AR: Ha habido informes del GIEI, de
la CNDH, de la PGR, del Grupo Argentino de Forenses, hay mucho trabajo
periodístico sobre lo ocurrido aquella noche. Sin embargo el asunto parece cada
vez más embrollado. ¿En qué estado del conocimiento de la verdad de aquellos
hechos nos encontramos?
JG:
Tenemos mucha información sobre lo que sucedió entre las 21:00 y las 00:30 en
las calles de Iguala. Donde hay un sesgo, una ausencia brutal de información,
es qué sucedió con los 43 de las 11 de la noche en adelante, cuando los
policías se los llevaron en las patrullas de dos diferentes lugares. También
tenemos ubicado a Julio César Mondragón corriendo de esta segunda balacera
sobre la calle Álvarez, tenemos algunos testimonios de estudiantes escondidos
en terrenos baldíos que escucharon gritos de terror y pidiendo ayuda, y después
no sabemos qué sucedió con él hasta que fue encontrado su cadáver ya mutilado
en tempranas horas de la mañana.
Allí
es donde urge seguir con la investigación para conocer la verdad. Tristemente,
creo que la estrategia oficial ha sido encubrir y enlodar. Esa confusión que
dices yo no creo que sea un accidente sino hecha a propósito, en muchos lugares
a través de supuestos periodistas y columnistas que publican con una facilidad
tremenda mentira y media sin ningún respaldo, ninguna fuente ni ninguna
investigación para decir “fulano es narco, sutano está involucrado con tal
grupo del crimen”, o simplemente descalificar al GIEI diciendo que no hizo
nada.
Pero
quienes no están haciendo nada son esos columnistas, en cuyos textos nunca vas
a ver un análisis concreto, un debate sobre hechos. Cuando dice “aquí, en el
puente del Chipotle, hay testimonios de la Policía Federal, de estas
patrullas”, de eso no discuten. Simplemente quieren tirar lodo y sembrar
confusión y mentir como expertos que son.
Eso
no quiere decir que no podamos o no tengamos que seguir como periodistas, como
sociedad, como humanidad, trabajando para alcanzar la verdad.

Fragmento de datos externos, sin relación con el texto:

//! In-memory [`ManagementApi`] used by unit and scenario tests.

use std::collections::HashMap;

use async_trait::async_trait;
use tokio::sync::RwLock;

use crate::api::{
    AppInstall, AppScope, ComplianceRow, DirectoryObject, ManagedDevice, ManagementApi,
    MembershipScope, PolicyRow, ScriptContent, ScriptListing,
};
use crate::error::{LensError, LensResult};
use crate::model::{AssignmentSpec, GroupInfo, TargetDescriptor, TargetKind};

/// A recorded add/remove call.
#[derive(Debug, Clone, PartialEq, Eq)]
pub struct MemberCall {
    pub action: MemberAction,
    pub group_id: String,
    pub directory_id: String,
}

#[derive(Debug, Clone, Copy, PartialEq, Eq)]
pub enum MemberAction {
    Add,
    Remove,
}

/// A recorded log-collection request.
#[derive(Debug, Clone, PartialEq, Eq)]
pub struct LogRequest {
    pub user_directory_id: String,
    pub mdm_id: String,
    pub app_id: String,
    pub folders: Vec<String>,
}

/// In-memory API double. Fixture state is loaded through the `add_*`/`set_*`
/// builders; failures are injected per operation with [`MockApi::fail_on`]
/// using the operation name (`"compliance_report"`) or an item-scoped key
/// (`"app_assignments:app-2"`).
#[derive(Default)]
pub struct MockApi {
    managed_devices: RwLock<HashMap<String, ManagedDevice>>,
    directory_devices: RwLock<HashMap<String, Vec<DirectoryObject>>>,
    directory_users: RwLock<HashMap<String, Vec<DirectoryObject>>>,
    memberships: RwLock<HashMap<(TargetKind, String, MembershipScope), Vec<GroupInfo>>>,
    groups: RwLock<Vec<GroupInfo>>,
    configuration_rows: RwLock<Vec<PolicyRow>>,
    configuration_assignments: RwLock<HashMap<String, Vec<AssignmentSpec>>>,
    compliance_rows: RwLock<Vec<ComplianceRow>>,
    compliance_assignments: RwLock<HashMap<String, Vec<AssignmentSpec>>>,
    app_inventories: RwLock<HashMap<TargetKind, Vec<AppInstall>>>,
    app_assignments: RwLock<HashMap<String, Vec<AssignmentSpec>>>,
    scripts: RwLock<Vec<ScriptListing>>,
    script_contents: RwLock<HashMap<String, ScriptContent>>,
    failures: RwLock<HashMap<String, LensError>>,
    member_calls: RwLock<Vec<MemberCall>>,
    log_requests: RwLock<Vec<LogRequest>>,
    created: RwLock<u32>,
}

impl MockApi {
    pub fn new() -> Self {
        Self::default()
    }

    /// A managed device `D1` whose directory device is `G1`, with a resolved
    /// user `U1`, memberships `grp1` (Engineering, direct) and `grp2`
    /// (AllInterns, transitive, dynamic), and one configuration policy
    /// `Baseline` assigned to both groups.
    pub fn with_baseline() -> Self {
        let device = ManagedDevice {
            mdm_id: "D1".to_string(),
            device_name: Some("LAPTOP-01".to_string()),
            azure_ad_device_id: Some("A1".to_string()),
            user_principal_name: Some("jdoe@contoso.com".to_string()),
        };
        let mut managed_devices = HashMap::new();
        managed_devices.insert("D1".to_string(), device);

        let mut directory_devices = HashMap::new();
        directory_devices.insert(
            "A1".to_string(),
            vec![DirectoryObject {
                id: "G1".to_string(),
                display_name: Some("LAPTOP-01".to_string()),
            }],
        );
        let mut directory_users = HashMap::new();
        directory_users.insert(
            "jdoe@contoso.com".to_string(),
            vec![DirectoryObject {
                id: "U1".to_string(),
                display_name: Some("Jane Doe".to_string()),
            }],
        );

        let engineering = GroupInfo {
            id: "grp1".to_string(),
            display_name: "Engineering".to_string(),
            is_dynamic: false,
        };
        let interns = GroupInfo {
            id: "grp2".to_string(),
            display_name: "AllInterns".to_string(),
            is_dynamic: true,
        };
        let mut memberships = HashMap::new();
        memberships.insert(
            (TargetKind::Device, "G1".to_string(), MembershipScope::Direct),
            vec![engineering.clone()],
        );
        memberships.insert(
            (TargetKind::Device, "G1".to_string(), MembershipScope::Transitive),
            vec![engineering.clone(), interns.clone()],
        );

        let configuration_rows = vec![PolicyRow {
            policy_id: "pol-1".to_string(),
            policy_name: "Baseline".to_string(),
            policy_type: "1".to_string(),
            user_principal_name: Some("jdoe@contoso.com".to_string()),
        }];
        let mut configuration_assignments = HashMap::new();
        configuration_assignments.insert(
            "pol-1".to_string(),
            vec![
                AssignmentSpec::new(TargetDescriptor::Group {
                    group_id: "grp1".to_string(),
                    exclusion: false,
                    audience: TargetKind::Device,
                }),
                AssignmentSpec::new(TargetDescriptor::Group {
                    group_id: "grp2".to_string(),
                    exclusion: false,
                    audience: TargetKind::Device,
                }),
            ],
        );

        Self {
            managed_devices: RwLock::new(managed_devices),
            directory_devices: RwLock::new(directory_devices),
            directory_users: RwLock::new(directory_users),
            memberships: RwLock::new(memberships),
            groups: RwLock::new(vec![engineering, interns]),
            configuration_rows: RwLock::new(configuration_rows),
            configuration_assignments: RwLock::new(configuration_assignments),
            ..Self::default()
        }
    }

    pub async fn add_managed_device(&self, device: ManagedDevice) {
        self.managed_devices
            .write()
            .await
            .insert(device.mdm_id.clone(), device);
    }

    pub async fn add_directory_device(&self, azure_ad_device_id: &str, object: DirectoryObject) {
        self.directory_devices
            .write()
            .await
            .entry(azure_ad_device_id.to_string())
            .or_default()
            .push(object);
    }

    pub async fn add_directory_user(&self, user_principal_name: &str, object: DirectoryObject) {
        self.directory_users
            .write()
            .await
            .entry(user_principal_name.to_string())
            .or_default()
            .push(object);
    }

    pub async fn set_memberships(
        &self,
        kind: TargetKind,
        directory_id: &str,
        scope: MembershipScope,
        feed: Vec<GroupInfo>,
    ) {
        self.memberships
            .write()
            .await
            .insert((kind, directory_id.to_string(), scope), feed);
    }

    pub async fn add_group(&self, group: GroupInfo) {
        self.groups.write().await.push(group);
    }

    pub async fn set_configuration_rows(&self, rows: Vec<PolicyRow>) {
        *self.configuration_rows.write().await = rows;
    }

    pub async fn set_configuration_assignments(&self, policy_id: &str, specs: Vec<AssignmentSpec>) {
        self.configuration_assignments
            .write()
            .await
            .insert(policy_id.to_string(), specs);
    }

    pub async fn set_compliance_rows(&self, rows: Vec<ComplianceRow>) {
        *self.compliance_rows.write().await = rows;
    }

    pub async fn set_compliance_assignments(&self, policy_id: &str, specs: Vec<AssignmentSpec>) {
        self.compliance_assignments
            .write()
            .await
            .insert(policy_id.to_string(), specs);
    }

    pub async fn set_app_inventory(&self, context: TargetKind, apps: Vec<AppInstall>) {
        self.app_inventories.write().await.insert(context, apps);
    }

    pub async fn set_app_assignments(&self, application_id: &str, specs: Vec<AssignmentSpec>) {
        self.app_assignments
            .write()
            .await
            .insert(application_id.to_string(), specs);
    }

    pub async fn add_script(&self, listing: ScriptListing) {
        self.scripts.write().await.push(listing);
    }

    pub async fn set_script_content(&self, script_id: &str, content: ScriptContent) {
        self.script_contents
            .write()
            .await
            .insert(script_id.to_string(), content);
    }

    /// Forces the keyed operation to fail with the given error.
    pub async fn fail_on(&self, key: impl Into<String>, error: LensError) {
        self.failures.write().await.insert(key.into(), error);
    }

    pub async fn member_calls(&self) -> Vec<MemberCall> {
        self.member_calls.read().await.clone()
    }

    pub async fn log_requests(&self) -> Vec<LogRequest> {
        self.log_requests.read().await.clone()
    }

    async fn check(&self, op: &str, item: Option<&str>) -> LensResult<()> {
        let failures = self.failures.read().await;
        if let Some(item) = item {
            if let Some(err) = failures.get(&format!("{op}:{item}")) {
                return Err(err.clone());
            }
        }
        if let Some(err) = failures.get(op) {
            return Err(err.clone());
        }
        Ok(())
    }
}

#[async_trait]
impl ManagementApi for MockApi {
    async fn managed_device(&self, mdm_id: &str) -> LensResult<ManagedDevice> {
        self.check("managed_device", Some(mdm_id)).await?;
        self.managed_devices
            .read()
            .await
            .get(mdm_id)
            .cloned()
            .ok_or_else(|| LensError::http(404, "managed device not found"))
    }

    async fn directory_devices_by_device_id(
        &self,
        azure_ad_device_id: &str,
    ) -> LensResult<Vec<DirectoryObject>> {
        self.check("directory_devices_by_device_id", Some(azure_ad_device_id))
            .await?;
        Ok(self
            .directory_devices
            .read()
            .await
            .get(azure_ad_device_id)
            .cloned()
            .unwrap_or_default())
    }

    async fn directory_users_by_upn(
        &self,
        user_principal_name: &str,
    ) -> LensResult<Vec<DirectoryObject>> {
        self.check("directory_users_by_upn", Some(user_principal_name))
            .await?;
        Ok(self
            .directory_users
            .read()
            .await
            .get(user_principal_name)
            .cloned()
            .unwrap_or_default())
    }

    async fn member_groups(
        &self,
        kind: TargetKind,
        directory_id: &str,
        scope: MembershipScope,
    ) -> LensResult<Vec<GroupInfo>> {
        self.check("member_groups", Some(directory_id)).await?;
        Ok(self
            .memberships
            .read()
            .await
            .get(&(kind, directory_id.to_string(), scope))
            .cloned()
            .unwrap_or_default())
    }

    async fn search_groups(&self, query: &str) -> LensResult<Vec<GroupInfo>> {
        self.check("search_groups", None).await?;
        let needle = query.to_lowercase();
        Ok(self
            .groups
            .read()
            .await
            .iter()
            .filter(|g| g.display_name.to_lowercase().contains(&needle))
            .take(10)
            .cloned()
            .collect())
    }

    async fn groups_by_display_name(&self, display_name: &str) -> LensResult<Vec<GroupInfo>> {
        self.check("groups_by_display_name", Some(display_name)).await?;
        Ok(self
            .groups
            .read()
            .await
            .iter()
            .filter(|g| g.display_name == display_name)
            .cloned()
            .collect())
    }

    async fn create_group(&self, display_name: &str) -> LensResult<GroupInfo> {
        self.check("create_group", None).await?;
        let mut counter = self.created.write().await;
        *counter += 1;
        let group = GroupInfo {
            id: format!("created-{}", *counter),
            display_name: display_name.to_string(),
            is_dynamic: false,
        };
        self.groups.write().await.push(group.clone());
        Ok(group)
    }

    async fn add_group_member(&self, group_id: &str, directory_id: &str) -> LensResult<()> {
        self.check("add_group_member", Some(group_id)).await?;
        self.member_calls.write().await.push(MemberCall {
            action: MemberAction::Add,
            group_id: group_id.to_string(),
            directory_id: directory_id.to_string(),
        });
        Ok(())
    }

    async fn remove_group_member(&self, group_id: &str, directory_id: &str) -> LensResult<()> {
        self.check("remove_group_member", Some(group_id)).await?;
        self.member_calls.write().await.push(MemberCall {
            action: MemberAction::Remove,
            group_id: group_id.to_string(),
            directory_id: directory_id.to_string(),
        });
        Ok(())
    }

    async fn configuration_report(&self, mdm_id: &str) -> LensResult<Vec<PolicyRow>> {
        self.check("configuration_report", Some(mdm_id)).await?;
        Ok(self.configuration_rows.read().await.clone())
    }

    async fn configuration_assignments(
        &self,
        policy_id: &str,
        _policy_type: &str,
    ) -> LensResult<Vec<AssignmentSpec>> {
        self.check("configuration_assignments", Some(policy_id)).await?;
        Ok(self
            .configuration_assignments
            .read()
            .await
            .get(policy_id)
            .cloned()
            .unwrap_or_default())
    }

    async fn compliance_report(&self, mdm_id: &str) -> LensResult<Vec<ComplianceRow>> {
        self.check("compliance_report", Some(mdm_id)).await?;
        Ok(self.compliance_rows.read().await.clone())
    }

    async fn compliance_assignments(&self, policy_id: &str) -> LensResult<Vec<AssignmentSpec>> {
        self.check("compliance_assignments", Some(policy_id)).await?;
        Ok(self
            .compliance_assignments
            .read()
            .await
            .get(policy_id)
            .cloned()
            .unwrap_or_default())
    }

    async fn app_inventory(&self, scope: AppScope, mdm_id: &str) -> LensResult<Vec<AppInstall>> {
        self.check("app_inventory", Some(scope.kind().as_noun())).await?;
        self.check("app_inventory", Some(mdm_id)).await?;
        Ok(self
            .app_inventories
            .read()
            .await
            .get(&scope.kind())
            .cloned()
            .unwrap_or_default())
    }

    async fn app_assignments(&self, application_id: &str) -> LensResult<Vec<AssignmentSpec>> {
        self.check("app_assignments", Some(application_id)).await?;
        Ok(self
            .app_assignments
            .read()
            .await
            .get(application_id)
            .cloned()
            .unwrap_or_default())
    }

    async fn scripts_with_assignments(&self) -> LensResult<Vec<ScriptListing>> {
        self.check("scripts_with_assignments", None).await?;
        Ok(self.scripts.read().await.clone())
    }

    async fn script(&self, script_id: &str) -> LensResult<ScriptContent> {
        self.check("script", Some(script_id)).await?;
        self.script_contents
            .read()
            .await
            .get(script_id)
            .cloned()
            .ok_or_else(|| LensError::http(404, "script not found"))
    }

    async fn request_log_collection(
        &self,
        user_directory_id: &str,
        mdm_id: &str,
        app_id: &str,
        folders: &[String],
    ) -> LensResult<()> {
        self.check("request_log_collection", Some(app_id)).await?;
        self.log_requests.write().await.push(LogRequest {
            user_directory_id: user_directory_id.to_string(),
            mdm_id: mdm_id.to_string(),
            app_id: app_id.to_string(),
            folders: folders.to_vec(),
        });
        Ok(())
    }
}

AR: Recupera el testimonio de
Emiliano Navarrete (es un seudónimo), padre de un estudiante, que hace una
pregunta sobre aquella sevicia gigantesca: “¿Por qué existe tanta maldad en el
ser humano adulto?”. ¿Qué le respondería?
JG:
Esa es la manera en que él lo plantea y me parece que es una pregunta profunda,
filosófica, espiritual. No tengo una respuesta definitiva de por qué existe
tanta maldad, la que me asombra.
Donde
yo intento enfocarme es en qué podemos hacer para, concretamente, combatir esa
maldad, ya no en términos filosóficos sino en términos concretos inmediatos. En
este caso es: ¿quién hizo qué esa noche?, ¿cuál es la cadena de mando?, ¿quién
coordinó ese operativo esa noche?, ¿quiénes han sido los oficiales, los
asalariados público del horror que se han encargado de fabricar escenas del
crimen falsas y encubrir los hechos de maldad de aquella noche?
¿Cómo
te explicas que por 400 años el hombre blanco mantuvo una industria
trasatlántica de esclavitud? ¿Te puedes imaginar semejante horror? Sin embargo
este horror forma la base de la economía que hoy se conoce como capitalismo, de
la construcción de riquezas que hoy siguen en pie.
Pero
con lo que nos queremos quedar es con las luchas de los seres humanos que en
ningún momento de esos 400 años aceptaron eso como algo bueno o algo normal,
que combatieron esa maldad. Hoy en día combatir la maldad que se manifiesta
como una supuesta guerra contra el narcotráfico, con la facilidad de decir “en
algo andaban”, “era una pelea entre ellos”, “está muchacha salía tarde en la
noche vestida así”. Todos esos discursos de la misma muerte que justifica la
maldad, eso es lo que hay que combatir. Esa normalización, ese acostumbrarnos
al horror y a las estructuras reales, en muchos casos públicas, que realizan y
protegen el horror y la maldad.
Este
es un esfuerzo para ser, como dice un amigo colombiano, Manuel Rozental, “una
puntada en el tejido” de combatir el olvido, de escuchar directamente a los que
son los más afectados y de hacer un libro que logra transmitir algo de esa
rabia, de esa tristeza y también del espíritu de lucha de los estudiantes, de
los padres y las madres que no aceptan el silencio y el olvido, y que van a
seguir exigiendo presentación con vida, verdad y justicia.
*Entrevista publicada en Replicante, 11 de octubre de 2016.